Gaming sites VG247 and MCV both claim that the so-called PSP2 will be unveiled at a Sony "business overview and strategy meeting" in Tokyo on January 27, just two weeks away.
The new PSP will go on sale "later this year," VG247 reports, adding that early versions of the console have been circulating around gaming development houses for about a year.
Sony has yet to confirm the PSP2, but execs for the electronics giant have been hinting about the handheld for months now.
Only a few weeks ago, Sony gaming boss Kazuo Hirai told the New York Times that a new version of the PSP — not that there necessarily is one, of course! — might boast touchscreen controls, similar to iOS and Android handsets. (Let's just hope Sony doesn't throw out analog controls with the bathwater.)
But while Sony may take some cues from smartphones with its new PSP, the PlayStation Portable platform will continue to focus more on deeper, more "immersive" games, rather than casual mobile titles like the ubiquitous Angry Birds, Hirai promised in the December interview.
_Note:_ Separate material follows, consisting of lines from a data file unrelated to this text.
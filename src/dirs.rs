//! Well-known directories managed by the agent.

use camino::{Utf8Path, Utf8PathBuf};

/// Default base directory of the agent on a real host.
pub const DEFAULT_BASE_DIR: &str = "/var/vcap";

/// Resolves the agent's managed directories from a single base directory.
///
/// Paths are logical host paths; backends map them through
/// [`crate::HostPaths`] before touching the filesystem.
#[derive(Clone, Debug, Eq, PartialEq)]
pub struct DirProvider {
    base_dir: Utf8PathBuf,
}

impl DirProvider {
    /// Creates a provider rooted at `base_dir`.
    #[must_use]
    pub fn new(base_dir: impl Into<Utf8PathBuf>) -> Self {
        Self {
            base_dir: base_dir.into(),
        }
    }

    /// Returns the base directory.
    #[must_use]
    pub fn base_dir(&self) -> &Utf8Path {
        &self.base_dir
    }

    /// Directory holding agent state (`<base>/bosh`).
    #[must_use]
    pub fn bosh_dir(&self) -> Utf8PathBuf {
        self.base_dir.join("bosh")
    }

    /// Mount point of the ephemeral data disk (`<base>/data`).
    #[must_use]
    pub fn data_dir(&self) -> Utf8PathBuf {
        self.base_dir.join("data")
    }

    /// Mount point of the persistent disk (`<base>/store`).
    #[must_use]
    pub fn store_dir(&self) -> Utf8PathBuf {
        self.base_dir.join("store")
    }

    /// Agent configuration directory (`<base>/bosh/etc`).
    #[must_use]
    pub fn etc_dir(&self) -> Utf8PathBuf {
        self.bosh_dir().join("etc")
    }

    /// Supervision working directory (`<base>/monit`).
    #[must_use]
    pub fn monit_dir(&self) -> Utf8PathBuf {
        self.base_dir.join("monit")
    }

    /// File holding the persisted supervision credentials.
    #[must_use]
    pub fn monit_credentials_path(&self) -> Utf8PathBuf {
        self.bosh_dir().join("monit").join("monit.user")
    }

    /// Temporary mount point for removable media.
    #[must_use]
    pub fn media_mount_dir(&self) -> Utf8PathBuf {
        self.bosh_dir().join("settings-media")
    }

    /// File recording the last applied default network.
    #[must_use]
    pub fn default_network_path(&self) -> Utf8PathBuf {
        self.bosh_dir().join("default-network-settings.json")
    }

    /// Agent-private temporary directory (`<base>/data/tmp`).
    #[must_use]
    pub fn tmp_dir(&self) -> Utf8PathBuf {
        self.data_dir().join("tmp")
    }

    /// Directory for job logs (`<base>/data/sys/log`).
    #[must_use]
    pub fn log_dir(&self) -> Utf8PathBuf {
        self.data_dir().join("sys").join("log")
    }

    /// Private half of the host identity key.
    #[must_use]
    pub fn host_key_path(&self) -> Utf8PathBuf {
        Utf8PathBuf::from(HOST_KEY_PATH)
    }
}

impl Default for DirProvider {
    fn default() -> Self {
        Self::new(DEFAULT_BASE_DIR)
    }
}

/// Private half of the host identity key; the public half adds `.pub`.
pub const HOST_KEY_PATH: &str = "/etc/ssh/ssh_host_rsa_key";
There's also been talk of Sony execs supposedly bragging to game makers that the PSP2 "is as powerful as the PlayStation 3."
The latest chatter comes as rumors continue to mount over the widely leaked, Android-powered PlayStation Phone, which has been spied, videoed, poked, prodded, and even dismantled in recent days and weeks, although neither Sony Ericsson nor Sony proper has spilled the beans yet.
It's been more than a year since we saw a new PlayStation Portable arrive in stores — the PSP Go, a slimmed-down version of the still-available PSP 3000 with slide-out gaming controls and flash memory instead of a UMD disc drive.
The Go landed with a thud, however, with gamers objecting to the lack of UMD (which meant old disc collections wouldn't work on the Go) and the then-steep price tag ($250, which Sony ultimately chopped to $199 last fall).
OK, so what happens if that January 27th Sony meeting comes and goes without a PSP2 announcement? Well, there's always the Game Developers Conference in late March, a reliable venue for gaming news. Further out, we've got E3 in June, or the Tokyo Game Show in September.